Legal Business Blogs

Disputes Eye: Enyo goes to ground – what next for the pioneering disputes shop?

It has been the question raised over wine by many seasoned litigators for months now: what’s going on at Enyo Law? At the beginning of last year, the litigation boutique hit the headlines thanks to surprise merger talks with fellow disputes specialist Stewarts Law, but since the discussion was abandoned the influential outfit has gone to ground.

Formed by ex-Addleshaw Goddard partners Simon Twigden (pictured), Pietro Marino and Michael Green, Enyo was launched in 2010 with a post-Lehman preoccupation of litigating against banks. The concept was simple: pick up the big-ticket work that larger firms were conflicted out of. It proved an immediate success, as the firm’s founders drew profits within a year thanks to some high-profile work. The firm won an instruction against an investment bank and lucrative work for Russian oligarch Boris Berezovsky, as well as representing claimants in a widely-reported case between North Shore Ventures and Anstead Holdings.

Despite equity being tightly held, associates were paid well, with generous bonuses for hitting billing targets and firm-wide performance. Enyo became hugely profitable, with revenues climbing 38% to £20.8m in 2016, while remuneration among the firm’s members hit £12.6m.

Aside from the hire of a tax disputes specialist and an insolvency specialist from Deloitte and Olswang respectively, 2017 was a relatively quiet year. Part of that was a reaction to what was felt to be overblown coverage of the Stewarts talks, a first-date discussion presented almost as a trip down the aisle (Twigden and Stewarts managing partner John Cahill go back years).

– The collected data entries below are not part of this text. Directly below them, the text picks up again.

//! Advisory progress reporting for long searches
//!
//! Workers bump a shared counter. The calling thread polls it and drives a
//! progress bar while the work runs on a scoped thread.

use indicatif::{ProgressBar, ProgressStyle};
use std::io::IsTerminal;
use std::sync::atomic::{AtomicUsize, Ordering};
use std::thread;
use std::time::Duration;

const POLL_INTERVAL: Duration = Duration::from_millis(100);

/// Shared count of ranked guesses
#[derive(Debug, Default)]
pub struct Progress {
    done: AtomicUsize,
}

impl Progress {
    #[inline]
    pub fn tick(&self) {
        self.done.fetch_add(1, Ordering::Relaxed);
    }

    #[must_use]
    pub fn done(&self) -> usize {
        self.done.load(Ordering::Relaxed)
    }
}

/// Run `work`, showing a progress bar of `total` steps when `enabled`
///
/// The bar is only drawn when stderr is a terminal.
pub fn run_with_progress<T, F>(total: usize, enabled: bool, work: F) -> T
where
    T: Send,
    F: FnOnce(&Progress) -> T + Send,
{
    let progress = Progress::default();

    if !enabled || !std::io::stderr().is_terminal() {
        return work(&progress);
    }

    let bar = ProgressBar::new(total as u64);
    if let Ok(style) = ProgressStyle::with_template(
        "{spinner:.green} [{bar:40.cyan/blue}] {pos}/{len} ({percent}%) {elapsed_precise}",
    ) {
        bar.set_style(style.progress_chars("█▓▒░"));
    }

    let outcome = thread::scope(|scope| {
        let worker = scope.spawn(|| work(&progress));
        while !worker.is_finished() {
            bar.set_position(progress.done() as u64);
            thread::sleep(POLL_INTERVAL);
        }
        worker.join()
    });

    bar.finish_and_clear();
    match outcome {
        Ok(value) => value,
        Err(payload) => std::panic::resume_unwind(payload),
    }
}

The shift of the firm’s practice even further towards international clients and arbitration also contributed to the lower profile.

That in part speaks to the challenges of handling complex litigation, which grows ever more work-intensive and can strain the logistics of considerably larger firms. Lovells, for example, was felt by many to have taken years to get back into stride after the end of the long-running BCCI dispute.

With Enyo distinguished for handling complex cases, the question is always how easy it will be to move on after major cases like the Libyan Investment Authority (LIA)’s long-running court battle with Société Générale and businessman Walid Giamhi, which settled last May. LIA was advised by Enyo.

The firm would counter that the model was always predicated on handling a small number of big-ticket disputes that, by definition, can settle at any time. Under this reading, there is no hedge beyond low fixed costs, a strong balance sheet and focusing on what you are good at (the firm’s accounts confirm the first two qualities are present). The firm is also still a natural referral choice for the Bar and Magic Circle.

Enyo’s most recent LLP accounts, filed in January, suggest at the least that growth has paused during 2016/17 – with revenue dipping from £20.8m to £20.4m. Operating profit was down from £12.5m to £12.1m, though the firm’s highest-earning member received £3.5m over the year, up on last year’s £3m remuneration.

Despite its small size, Enyo had huge influence in the City’s litigation market in helping to popularise the disputes boutique.

That is obviously an impressive margin though the results look softer benchmarked against the explosive growth recently seen by a range of disputes specialists, including Quinn Emanuel Urquhart & Sullivan, Stewarts and Signature Litigation.

Enyo’s lawyers still have a strong reputation, with the veteran Twigden a particularly respected player. Yet young law firms always face a challenging period when they try to move beyond a handful of influential founders. A merger is the obvious answer from a logistical perspective but culturally a much tougher sell for such firms that engage their lawyers precisely because they want to work in nimble disputes-focused outfits.

How this plays out will be closely watched in the Square Mile. Despite its small size, Enyo had huge influence in the City’s litigation market in helping to popularise the disputes boutique. The emergence of such firms did much to challenge a notion that litigators must always play second fiddle to transactional colleagues.

Meanwhile, Enyo maintains its belief that its model is as effective as ever – given the proliferation of quality dispute boutiques it is hard to argue. Growth will remain conservative beyond a desire to bring in a quality contentious IP partner.

What is conceded is that in the next few years the minds of founders will need to turn to an orderly succession to position it for independence. The only obvious alternative being an acquisition by a quality US brand with disputes at its core.

Either way, let us hope that process is taken seriously. Many clients were poorly served by the pre-2009 climate in which no decent commercial litigator would challenge the banks. It would be a shame if an institution that did so much to redefine the business of law failed to renew itself.